[Start of section]

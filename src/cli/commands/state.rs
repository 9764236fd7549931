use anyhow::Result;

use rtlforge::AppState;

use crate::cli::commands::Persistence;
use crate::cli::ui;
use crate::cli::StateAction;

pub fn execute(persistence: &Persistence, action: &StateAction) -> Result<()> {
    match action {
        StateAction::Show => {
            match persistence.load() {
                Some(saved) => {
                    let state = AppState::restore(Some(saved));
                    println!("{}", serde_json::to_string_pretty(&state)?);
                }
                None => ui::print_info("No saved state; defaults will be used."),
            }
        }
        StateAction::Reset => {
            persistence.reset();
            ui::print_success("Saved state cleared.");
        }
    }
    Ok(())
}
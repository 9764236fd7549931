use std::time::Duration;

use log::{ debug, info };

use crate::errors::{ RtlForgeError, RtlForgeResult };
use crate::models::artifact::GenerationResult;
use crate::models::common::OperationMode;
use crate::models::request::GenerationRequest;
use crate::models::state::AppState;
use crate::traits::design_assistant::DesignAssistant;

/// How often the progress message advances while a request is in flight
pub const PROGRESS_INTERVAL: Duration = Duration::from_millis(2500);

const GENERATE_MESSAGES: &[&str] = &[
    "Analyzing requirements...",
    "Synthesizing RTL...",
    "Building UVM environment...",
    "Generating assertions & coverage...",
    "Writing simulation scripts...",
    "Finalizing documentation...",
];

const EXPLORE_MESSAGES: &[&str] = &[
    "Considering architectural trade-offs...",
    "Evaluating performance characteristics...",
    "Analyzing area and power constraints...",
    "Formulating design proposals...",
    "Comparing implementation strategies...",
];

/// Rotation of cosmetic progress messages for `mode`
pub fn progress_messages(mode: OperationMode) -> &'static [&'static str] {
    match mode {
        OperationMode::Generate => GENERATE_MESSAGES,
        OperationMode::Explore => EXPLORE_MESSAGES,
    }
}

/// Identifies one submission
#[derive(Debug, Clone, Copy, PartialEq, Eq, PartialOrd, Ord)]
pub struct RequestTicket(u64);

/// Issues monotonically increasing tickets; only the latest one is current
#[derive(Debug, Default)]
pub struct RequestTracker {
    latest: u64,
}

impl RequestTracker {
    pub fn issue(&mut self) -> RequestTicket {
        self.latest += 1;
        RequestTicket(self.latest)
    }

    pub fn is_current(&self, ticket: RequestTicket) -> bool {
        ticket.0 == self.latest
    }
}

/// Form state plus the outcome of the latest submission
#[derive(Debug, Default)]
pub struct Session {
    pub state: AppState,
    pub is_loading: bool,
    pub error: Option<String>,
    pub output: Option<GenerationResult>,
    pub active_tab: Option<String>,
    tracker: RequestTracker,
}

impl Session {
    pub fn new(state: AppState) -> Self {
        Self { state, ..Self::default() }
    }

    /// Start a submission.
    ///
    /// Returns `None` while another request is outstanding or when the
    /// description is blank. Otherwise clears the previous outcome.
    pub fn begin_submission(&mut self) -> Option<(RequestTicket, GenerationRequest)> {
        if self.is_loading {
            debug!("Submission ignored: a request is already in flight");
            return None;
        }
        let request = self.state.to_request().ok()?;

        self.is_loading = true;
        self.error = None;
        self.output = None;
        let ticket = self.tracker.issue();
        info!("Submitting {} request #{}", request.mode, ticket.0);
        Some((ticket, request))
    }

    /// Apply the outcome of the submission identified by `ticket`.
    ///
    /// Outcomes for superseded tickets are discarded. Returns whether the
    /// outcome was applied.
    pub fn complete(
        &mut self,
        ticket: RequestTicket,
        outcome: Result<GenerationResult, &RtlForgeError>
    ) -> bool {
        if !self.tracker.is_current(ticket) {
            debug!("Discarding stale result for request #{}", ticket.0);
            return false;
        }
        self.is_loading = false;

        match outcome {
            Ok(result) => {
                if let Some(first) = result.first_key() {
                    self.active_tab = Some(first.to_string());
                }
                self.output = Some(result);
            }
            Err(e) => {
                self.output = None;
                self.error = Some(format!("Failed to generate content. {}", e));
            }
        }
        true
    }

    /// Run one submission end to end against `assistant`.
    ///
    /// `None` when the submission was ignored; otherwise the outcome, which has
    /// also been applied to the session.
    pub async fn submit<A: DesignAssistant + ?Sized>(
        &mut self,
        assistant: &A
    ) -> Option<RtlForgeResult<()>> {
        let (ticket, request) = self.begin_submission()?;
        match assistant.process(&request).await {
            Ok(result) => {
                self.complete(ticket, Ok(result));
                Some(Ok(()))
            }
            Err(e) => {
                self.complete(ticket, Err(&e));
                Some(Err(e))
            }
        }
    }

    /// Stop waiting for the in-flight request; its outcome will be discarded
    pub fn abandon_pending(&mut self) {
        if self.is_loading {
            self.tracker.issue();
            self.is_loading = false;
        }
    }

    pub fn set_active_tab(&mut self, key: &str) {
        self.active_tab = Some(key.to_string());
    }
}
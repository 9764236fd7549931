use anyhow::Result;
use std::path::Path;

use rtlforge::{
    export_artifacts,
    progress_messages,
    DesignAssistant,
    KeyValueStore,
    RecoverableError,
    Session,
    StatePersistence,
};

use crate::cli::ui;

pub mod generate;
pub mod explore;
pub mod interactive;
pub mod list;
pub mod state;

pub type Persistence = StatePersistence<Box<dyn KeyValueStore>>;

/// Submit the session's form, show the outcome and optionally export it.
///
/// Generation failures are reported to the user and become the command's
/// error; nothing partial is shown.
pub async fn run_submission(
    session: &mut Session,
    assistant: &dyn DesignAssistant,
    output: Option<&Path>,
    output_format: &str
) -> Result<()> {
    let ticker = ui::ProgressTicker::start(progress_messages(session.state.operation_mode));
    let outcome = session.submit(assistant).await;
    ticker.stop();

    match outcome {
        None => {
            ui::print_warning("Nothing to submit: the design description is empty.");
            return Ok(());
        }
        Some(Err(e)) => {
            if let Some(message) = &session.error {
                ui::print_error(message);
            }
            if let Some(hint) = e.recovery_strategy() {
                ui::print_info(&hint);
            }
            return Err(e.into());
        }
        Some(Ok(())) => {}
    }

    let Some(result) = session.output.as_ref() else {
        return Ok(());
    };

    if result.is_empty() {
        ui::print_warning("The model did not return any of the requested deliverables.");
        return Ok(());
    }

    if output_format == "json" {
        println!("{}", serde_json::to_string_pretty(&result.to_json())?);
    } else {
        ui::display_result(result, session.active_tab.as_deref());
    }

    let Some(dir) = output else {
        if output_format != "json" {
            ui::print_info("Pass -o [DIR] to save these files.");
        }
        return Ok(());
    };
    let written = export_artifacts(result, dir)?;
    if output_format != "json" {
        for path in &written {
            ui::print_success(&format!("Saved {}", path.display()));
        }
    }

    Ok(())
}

[End of section]

Show every line above where "ticker" is found.

◆ **Solution for this exercise**
    let ticker = ui::ProgressTicker::start(progress_messages(session.state.operation_mode));
    ticker.stop();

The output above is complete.